══ Dataset extract

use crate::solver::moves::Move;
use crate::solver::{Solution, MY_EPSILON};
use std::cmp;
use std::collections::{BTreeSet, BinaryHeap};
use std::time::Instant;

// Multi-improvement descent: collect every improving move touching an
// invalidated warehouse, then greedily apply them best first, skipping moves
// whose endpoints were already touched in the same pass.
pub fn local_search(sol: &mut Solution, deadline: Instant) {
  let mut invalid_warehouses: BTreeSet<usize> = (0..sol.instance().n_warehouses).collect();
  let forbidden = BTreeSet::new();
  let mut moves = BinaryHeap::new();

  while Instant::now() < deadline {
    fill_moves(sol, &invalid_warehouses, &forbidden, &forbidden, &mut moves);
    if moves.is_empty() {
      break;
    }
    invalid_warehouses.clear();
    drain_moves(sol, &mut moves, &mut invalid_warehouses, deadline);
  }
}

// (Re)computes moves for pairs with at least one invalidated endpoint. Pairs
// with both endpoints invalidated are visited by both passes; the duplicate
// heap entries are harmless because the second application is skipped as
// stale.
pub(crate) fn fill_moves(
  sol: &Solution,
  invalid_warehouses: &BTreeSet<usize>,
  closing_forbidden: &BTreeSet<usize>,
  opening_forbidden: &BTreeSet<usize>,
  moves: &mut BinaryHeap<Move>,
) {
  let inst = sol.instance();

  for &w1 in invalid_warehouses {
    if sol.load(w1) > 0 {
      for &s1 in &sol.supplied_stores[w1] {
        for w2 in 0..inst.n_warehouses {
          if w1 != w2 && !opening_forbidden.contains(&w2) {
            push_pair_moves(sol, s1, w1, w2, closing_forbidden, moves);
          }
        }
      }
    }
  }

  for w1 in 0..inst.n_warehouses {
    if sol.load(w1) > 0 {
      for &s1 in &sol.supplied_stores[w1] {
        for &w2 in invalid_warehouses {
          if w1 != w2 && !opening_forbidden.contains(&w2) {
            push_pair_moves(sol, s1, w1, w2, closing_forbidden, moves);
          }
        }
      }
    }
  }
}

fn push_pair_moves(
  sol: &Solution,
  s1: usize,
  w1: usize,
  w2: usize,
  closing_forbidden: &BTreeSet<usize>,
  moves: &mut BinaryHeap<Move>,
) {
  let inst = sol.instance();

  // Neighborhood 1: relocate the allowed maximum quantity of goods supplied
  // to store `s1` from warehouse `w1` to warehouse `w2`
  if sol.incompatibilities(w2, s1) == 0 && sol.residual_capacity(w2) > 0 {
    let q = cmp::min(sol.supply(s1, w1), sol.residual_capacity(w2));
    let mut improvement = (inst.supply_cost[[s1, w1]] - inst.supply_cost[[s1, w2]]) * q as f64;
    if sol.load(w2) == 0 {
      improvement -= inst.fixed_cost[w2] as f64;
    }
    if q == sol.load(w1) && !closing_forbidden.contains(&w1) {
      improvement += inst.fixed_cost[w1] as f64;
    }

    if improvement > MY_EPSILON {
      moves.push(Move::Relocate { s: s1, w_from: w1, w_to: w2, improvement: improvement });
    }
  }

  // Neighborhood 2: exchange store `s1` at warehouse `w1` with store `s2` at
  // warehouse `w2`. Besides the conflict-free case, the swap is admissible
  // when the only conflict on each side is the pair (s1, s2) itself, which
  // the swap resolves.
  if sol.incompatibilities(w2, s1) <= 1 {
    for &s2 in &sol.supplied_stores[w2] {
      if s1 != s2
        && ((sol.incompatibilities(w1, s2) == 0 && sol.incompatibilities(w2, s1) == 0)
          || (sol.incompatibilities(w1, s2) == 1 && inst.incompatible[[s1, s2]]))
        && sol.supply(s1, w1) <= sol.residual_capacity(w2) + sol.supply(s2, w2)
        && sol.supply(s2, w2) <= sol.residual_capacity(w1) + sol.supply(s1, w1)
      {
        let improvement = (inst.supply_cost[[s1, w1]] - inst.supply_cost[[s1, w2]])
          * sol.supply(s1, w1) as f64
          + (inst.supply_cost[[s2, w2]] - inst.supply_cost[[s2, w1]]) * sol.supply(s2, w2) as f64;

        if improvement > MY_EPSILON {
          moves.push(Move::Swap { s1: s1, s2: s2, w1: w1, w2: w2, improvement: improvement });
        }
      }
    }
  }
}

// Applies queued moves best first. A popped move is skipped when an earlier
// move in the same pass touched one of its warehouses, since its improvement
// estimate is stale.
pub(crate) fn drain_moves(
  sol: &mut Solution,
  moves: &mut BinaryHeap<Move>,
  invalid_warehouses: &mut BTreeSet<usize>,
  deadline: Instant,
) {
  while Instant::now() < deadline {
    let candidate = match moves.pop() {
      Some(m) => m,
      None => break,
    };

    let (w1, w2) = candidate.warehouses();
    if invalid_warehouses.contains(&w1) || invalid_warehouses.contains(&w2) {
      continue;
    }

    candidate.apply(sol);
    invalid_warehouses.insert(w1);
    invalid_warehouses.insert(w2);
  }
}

════
══ Dataset extract

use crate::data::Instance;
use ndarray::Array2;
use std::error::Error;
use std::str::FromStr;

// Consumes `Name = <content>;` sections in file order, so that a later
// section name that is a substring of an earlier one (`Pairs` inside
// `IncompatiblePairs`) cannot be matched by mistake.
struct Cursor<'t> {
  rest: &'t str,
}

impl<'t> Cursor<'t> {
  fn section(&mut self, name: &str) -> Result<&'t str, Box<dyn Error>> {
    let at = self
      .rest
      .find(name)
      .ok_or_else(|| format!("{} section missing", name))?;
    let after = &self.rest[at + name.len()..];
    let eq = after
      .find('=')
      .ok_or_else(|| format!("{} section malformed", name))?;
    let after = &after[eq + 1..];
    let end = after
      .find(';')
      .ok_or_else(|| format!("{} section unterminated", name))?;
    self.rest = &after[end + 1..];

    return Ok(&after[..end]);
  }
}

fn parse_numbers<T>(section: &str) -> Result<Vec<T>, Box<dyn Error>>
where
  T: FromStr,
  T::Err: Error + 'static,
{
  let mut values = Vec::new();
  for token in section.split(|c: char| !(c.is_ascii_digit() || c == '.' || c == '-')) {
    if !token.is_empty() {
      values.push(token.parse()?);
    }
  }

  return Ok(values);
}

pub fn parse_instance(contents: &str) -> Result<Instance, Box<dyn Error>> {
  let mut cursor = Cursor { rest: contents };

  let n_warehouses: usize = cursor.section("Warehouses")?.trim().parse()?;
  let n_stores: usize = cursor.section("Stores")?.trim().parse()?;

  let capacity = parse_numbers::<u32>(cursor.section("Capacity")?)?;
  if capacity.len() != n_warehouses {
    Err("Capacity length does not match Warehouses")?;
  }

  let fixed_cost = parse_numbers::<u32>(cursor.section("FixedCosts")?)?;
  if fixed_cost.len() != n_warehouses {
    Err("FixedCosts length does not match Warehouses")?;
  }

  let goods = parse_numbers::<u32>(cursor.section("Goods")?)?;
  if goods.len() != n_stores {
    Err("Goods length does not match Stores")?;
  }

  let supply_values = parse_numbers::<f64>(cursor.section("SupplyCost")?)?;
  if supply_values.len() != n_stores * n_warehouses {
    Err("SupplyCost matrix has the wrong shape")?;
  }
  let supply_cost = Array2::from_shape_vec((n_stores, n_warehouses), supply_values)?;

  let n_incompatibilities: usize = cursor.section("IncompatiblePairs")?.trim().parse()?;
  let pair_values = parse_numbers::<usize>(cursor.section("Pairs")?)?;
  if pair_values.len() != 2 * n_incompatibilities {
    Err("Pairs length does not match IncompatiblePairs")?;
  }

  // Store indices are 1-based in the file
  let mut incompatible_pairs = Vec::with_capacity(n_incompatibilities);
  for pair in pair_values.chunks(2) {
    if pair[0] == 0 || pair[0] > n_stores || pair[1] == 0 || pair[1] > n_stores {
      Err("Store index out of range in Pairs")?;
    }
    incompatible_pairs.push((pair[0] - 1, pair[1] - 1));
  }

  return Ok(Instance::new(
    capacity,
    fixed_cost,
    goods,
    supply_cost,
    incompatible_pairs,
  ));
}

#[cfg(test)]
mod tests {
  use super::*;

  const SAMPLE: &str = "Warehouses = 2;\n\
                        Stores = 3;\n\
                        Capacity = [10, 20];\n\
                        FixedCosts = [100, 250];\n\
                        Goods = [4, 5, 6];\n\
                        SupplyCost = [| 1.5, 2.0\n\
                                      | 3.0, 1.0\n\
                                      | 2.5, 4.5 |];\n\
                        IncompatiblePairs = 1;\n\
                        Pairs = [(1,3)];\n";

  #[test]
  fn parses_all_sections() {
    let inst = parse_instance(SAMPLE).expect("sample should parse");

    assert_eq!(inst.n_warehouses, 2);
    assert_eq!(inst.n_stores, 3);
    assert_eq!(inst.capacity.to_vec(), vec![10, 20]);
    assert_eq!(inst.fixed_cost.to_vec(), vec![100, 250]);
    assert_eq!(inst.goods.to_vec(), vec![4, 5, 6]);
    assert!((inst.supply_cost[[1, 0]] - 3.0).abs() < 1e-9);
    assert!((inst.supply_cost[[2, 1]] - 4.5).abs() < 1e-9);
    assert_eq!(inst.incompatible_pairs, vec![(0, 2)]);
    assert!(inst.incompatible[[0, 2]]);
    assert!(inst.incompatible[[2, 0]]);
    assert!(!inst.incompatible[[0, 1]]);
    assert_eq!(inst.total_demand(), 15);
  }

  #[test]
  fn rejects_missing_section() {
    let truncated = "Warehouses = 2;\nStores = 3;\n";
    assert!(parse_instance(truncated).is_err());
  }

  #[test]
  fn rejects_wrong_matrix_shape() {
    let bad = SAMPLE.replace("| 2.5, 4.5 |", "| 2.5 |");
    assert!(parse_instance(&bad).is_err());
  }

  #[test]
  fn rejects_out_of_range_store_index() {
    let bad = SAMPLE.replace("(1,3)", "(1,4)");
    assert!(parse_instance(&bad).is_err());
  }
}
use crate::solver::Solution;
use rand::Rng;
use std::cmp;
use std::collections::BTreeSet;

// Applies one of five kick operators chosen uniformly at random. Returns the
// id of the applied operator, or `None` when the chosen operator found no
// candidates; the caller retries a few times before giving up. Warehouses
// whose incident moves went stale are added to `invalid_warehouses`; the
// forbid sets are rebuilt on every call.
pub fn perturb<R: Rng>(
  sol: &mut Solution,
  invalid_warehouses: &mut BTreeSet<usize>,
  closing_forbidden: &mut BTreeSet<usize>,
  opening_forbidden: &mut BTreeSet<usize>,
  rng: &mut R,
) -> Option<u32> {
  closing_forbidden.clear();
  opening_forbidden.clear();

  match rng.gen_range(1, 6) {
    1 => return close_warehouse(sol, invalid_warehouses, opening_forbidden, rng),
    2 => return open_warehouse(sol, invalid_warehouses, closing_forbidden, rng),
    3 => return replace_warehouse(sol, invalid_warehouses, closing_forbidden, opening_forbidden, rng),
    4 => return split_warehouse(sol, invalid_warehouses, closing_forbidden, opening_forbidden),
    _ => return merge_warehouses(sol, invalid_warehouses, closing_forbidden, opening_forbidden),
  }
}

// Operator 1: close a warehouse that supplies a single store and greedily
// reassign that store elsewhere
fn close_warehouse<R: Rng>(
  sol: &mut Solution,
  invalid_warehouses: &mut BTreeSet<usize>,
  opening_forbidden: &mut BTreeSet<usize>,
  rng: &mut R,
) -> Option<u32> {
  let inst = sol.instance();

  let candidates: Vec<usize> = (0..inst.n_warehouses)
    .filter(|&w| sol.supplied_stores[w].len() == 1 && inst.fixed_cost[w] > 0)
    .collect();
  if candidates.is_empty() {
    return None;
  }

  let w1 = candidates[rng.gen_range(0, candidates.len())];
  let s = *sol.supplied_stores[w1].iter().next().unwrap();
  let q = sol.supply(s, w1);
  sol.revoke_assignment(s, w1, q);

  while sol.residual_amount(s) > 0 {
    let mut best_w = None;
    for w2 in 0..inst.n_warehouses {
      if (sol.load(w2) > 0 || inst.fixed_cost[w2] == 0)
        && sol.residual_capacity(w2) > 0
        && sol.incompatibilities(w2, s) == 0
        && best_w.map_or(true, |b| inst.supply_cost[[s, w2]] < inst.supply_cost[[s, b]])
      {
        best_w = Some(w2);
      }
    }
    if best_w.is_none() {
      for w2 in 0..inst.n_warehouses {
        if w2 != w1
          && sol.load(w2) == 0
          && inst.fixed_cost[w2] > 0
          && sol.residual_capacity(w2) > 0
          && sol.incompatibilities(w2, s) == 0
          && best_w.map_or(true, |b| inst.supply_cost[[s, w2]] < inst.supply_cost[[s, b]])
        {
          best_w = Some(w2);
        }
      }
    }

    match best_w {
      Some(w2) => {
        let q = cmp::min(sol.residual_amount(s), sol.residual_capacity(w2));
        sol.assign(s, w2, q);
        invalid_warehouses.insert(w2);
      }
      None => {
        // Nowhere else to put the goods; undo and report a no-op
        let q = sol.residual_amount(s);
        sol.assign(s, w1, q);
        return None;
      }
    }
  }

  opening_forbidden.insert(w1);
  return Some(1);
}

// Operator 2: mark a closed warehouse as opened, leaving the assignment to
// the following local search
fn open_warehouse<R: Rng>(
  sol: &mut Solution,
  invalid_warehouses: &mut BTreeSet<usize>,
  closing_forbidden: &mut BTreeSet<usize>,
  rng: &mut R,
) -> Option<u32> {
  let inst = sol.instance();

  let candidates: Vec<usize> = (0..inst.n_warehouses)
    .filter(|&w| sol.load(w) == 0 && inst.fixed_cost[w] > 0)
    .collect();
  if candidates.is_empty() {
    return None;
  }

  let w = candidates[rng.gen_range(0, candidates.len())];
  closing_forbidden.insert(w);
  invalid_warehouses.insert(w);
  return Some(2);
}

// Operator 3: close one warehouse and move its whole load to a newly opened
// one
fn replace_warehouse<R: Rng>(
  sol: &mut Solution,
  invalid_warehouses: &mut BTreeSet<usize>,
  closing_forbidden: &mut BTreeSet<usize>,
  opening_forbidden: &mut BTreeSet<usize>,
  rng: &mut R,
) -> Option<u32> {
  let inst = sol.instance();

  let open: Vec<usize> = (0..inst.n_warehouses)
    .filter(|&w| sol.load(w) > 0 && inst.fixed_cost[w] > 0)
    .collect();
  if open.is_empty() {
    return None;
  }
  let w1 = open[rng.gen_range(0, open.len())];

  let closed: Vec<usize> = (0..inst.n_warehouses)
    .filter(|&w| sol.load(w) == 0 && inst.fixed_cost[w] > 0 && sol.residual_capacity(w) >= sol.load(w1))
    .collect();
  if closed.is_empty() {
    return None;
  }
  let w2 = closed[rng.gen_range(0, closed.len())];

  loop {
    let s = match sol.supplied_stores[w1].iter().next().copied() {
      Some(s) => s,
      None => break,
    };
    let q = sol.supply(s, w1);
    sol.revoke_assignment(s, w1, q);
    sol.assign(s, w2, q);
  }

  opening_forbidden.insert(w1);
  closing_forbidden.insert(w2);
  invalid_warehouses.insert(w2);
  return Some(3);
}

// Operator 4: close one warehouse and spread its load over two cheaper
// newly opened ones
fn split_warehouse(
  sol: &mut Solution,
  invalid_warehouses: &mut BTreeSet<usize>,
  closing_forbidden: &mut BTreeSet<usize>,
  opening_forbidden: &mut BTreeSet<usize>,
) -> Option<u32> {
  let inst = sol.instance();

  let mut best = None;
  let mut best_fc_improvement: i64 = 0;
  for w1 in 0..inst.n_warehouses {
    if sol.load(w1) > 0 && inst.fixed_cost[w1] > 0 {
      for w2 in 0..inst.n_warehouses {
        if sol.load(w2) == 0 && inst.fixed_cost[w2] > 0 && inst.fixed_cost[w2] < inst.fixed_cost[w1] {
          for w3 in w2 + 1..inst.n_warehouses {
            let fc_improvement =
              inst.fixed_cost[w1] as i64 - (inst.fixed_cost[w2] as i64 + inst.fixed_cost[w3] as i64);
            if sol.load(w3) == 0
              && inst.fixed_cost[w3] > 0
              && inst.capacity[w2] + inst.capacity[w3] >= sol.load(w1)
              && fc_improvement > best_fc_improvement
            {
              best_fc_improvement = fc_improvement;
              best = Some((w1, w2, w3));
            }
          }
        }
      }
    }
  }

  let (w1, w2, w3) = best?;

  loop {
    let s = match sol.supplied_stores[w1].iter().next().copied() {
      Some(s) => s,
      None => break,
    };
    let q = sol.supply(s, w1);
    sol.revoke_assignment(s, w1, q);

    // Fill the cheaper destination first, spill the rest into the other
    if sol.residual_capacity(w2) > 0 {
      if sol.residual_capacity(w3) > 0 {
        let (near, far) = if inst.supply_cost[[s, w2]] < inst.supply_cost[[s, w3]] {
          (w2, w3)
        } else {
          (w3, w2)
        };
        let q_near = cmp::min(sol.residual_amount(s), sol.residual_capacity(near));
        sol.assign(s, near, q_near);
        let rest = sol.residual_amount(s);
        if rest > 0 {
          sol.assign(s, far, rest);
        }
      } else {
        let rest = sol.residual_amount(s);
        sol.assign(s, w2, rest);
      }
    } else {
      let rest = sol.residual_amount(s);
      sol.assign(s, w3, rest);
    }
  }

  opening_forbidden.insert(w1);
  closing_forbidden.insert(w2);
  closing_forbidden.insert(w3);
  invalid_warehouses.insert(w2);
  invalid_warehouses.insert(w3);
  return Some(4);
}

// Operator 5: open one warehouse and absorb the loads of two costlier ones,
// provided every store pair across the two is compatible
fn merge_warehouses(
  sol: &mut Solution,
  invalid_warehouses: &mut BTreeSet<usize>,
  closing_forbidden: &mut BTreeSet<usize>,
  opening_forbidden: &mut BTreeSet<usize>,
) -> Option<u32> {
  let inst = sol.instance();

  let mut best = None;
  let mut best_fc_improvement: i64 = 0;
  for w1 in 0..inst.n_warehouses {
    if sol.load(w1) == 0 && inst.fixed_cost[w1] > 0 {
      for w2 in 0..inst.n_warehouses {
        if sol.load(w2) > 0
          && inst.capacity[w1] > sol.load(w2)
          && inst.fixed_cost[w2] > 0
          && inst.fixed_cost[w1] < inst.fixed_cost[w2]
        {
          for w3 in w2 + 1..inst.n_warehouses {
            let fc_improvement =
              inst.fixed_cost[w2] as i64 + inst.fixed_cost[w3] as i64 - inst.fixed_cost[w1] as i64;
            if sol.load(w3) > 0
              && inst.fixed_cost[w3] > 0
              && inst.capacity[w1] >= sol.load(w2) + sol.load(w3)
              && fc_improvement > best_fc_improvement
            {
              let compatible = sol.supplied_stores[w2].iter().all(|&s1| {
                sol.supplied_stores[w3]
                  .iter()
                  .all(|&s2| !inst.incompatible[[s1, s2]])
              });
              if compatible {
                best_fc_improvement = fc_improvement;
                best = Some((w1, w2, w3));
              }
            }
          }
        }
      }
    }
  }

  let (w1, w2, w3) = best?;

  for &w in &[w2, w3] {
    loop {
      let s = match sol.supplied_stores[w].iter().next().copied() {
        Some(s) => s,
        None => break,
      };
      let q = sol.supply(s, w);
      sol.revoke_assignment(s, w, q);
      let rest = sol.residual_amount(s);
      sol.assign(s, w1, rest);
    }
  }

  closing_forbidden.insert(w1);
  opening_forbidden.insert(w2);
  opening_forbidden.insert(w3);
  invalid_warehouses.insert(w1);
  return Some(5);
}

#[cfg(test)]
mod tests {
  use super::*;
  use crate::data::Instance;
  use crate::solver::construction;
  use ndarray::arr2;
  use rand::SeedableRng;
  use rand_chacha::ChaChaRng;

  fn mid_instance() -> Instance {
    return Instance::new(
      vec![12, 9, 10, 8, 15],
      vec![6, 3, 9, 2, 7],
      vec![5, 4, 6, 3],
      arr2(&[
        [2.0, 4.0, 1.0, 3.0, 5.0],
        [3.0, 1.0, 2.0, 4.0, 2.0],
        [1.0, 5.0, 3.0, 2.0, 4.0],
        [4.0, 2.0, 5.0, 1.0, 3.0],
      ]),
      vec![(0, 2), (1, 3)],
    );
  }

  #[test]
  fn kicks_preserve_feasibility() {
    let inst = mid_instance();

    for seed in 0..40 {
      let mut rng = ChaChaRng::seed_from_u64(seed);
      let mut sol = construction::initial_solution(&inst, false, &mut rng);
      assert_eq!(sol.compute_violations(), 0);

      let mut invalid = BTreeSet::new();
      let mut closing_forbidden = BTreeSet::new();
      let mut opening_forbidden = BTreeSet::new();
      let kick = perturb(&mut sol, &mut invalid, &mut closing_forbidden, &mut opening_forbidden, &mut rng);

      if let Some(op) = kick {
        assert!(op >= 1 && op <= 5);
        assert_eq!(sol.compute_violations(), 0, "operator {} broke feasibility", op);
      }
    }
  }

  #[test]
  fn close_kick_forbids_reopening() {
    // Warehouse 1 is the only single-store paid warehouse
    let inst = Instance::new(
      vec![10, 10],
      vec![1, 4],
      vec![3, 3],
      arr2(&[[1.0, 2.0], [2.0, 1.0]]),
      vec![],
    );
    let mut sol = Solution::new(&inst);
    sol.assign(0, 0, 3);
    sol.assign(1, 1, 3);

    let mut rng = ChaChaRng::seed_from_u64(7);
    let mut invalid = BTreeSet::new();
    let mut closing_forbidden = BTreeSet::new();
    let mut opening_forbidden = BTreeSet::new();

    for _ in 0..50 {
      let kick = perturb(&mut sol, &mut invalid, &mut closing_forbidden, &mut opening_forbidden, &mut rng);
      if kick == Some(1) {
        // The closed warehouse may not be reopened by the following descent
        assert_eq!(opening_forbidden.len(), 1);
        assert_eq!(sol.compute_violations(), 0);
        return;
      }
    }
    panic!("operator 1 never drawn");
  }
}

════

Work instruction:
From the entries above, return each line with the word "Instant" in it.

Task result:
use std::time::Instant;
pub fn local_search(sol: &mut Solution, deadline: Instant) {
  while Instant::now() < deadline {
  deadline: Instant,
  while Instant::now() < deadline {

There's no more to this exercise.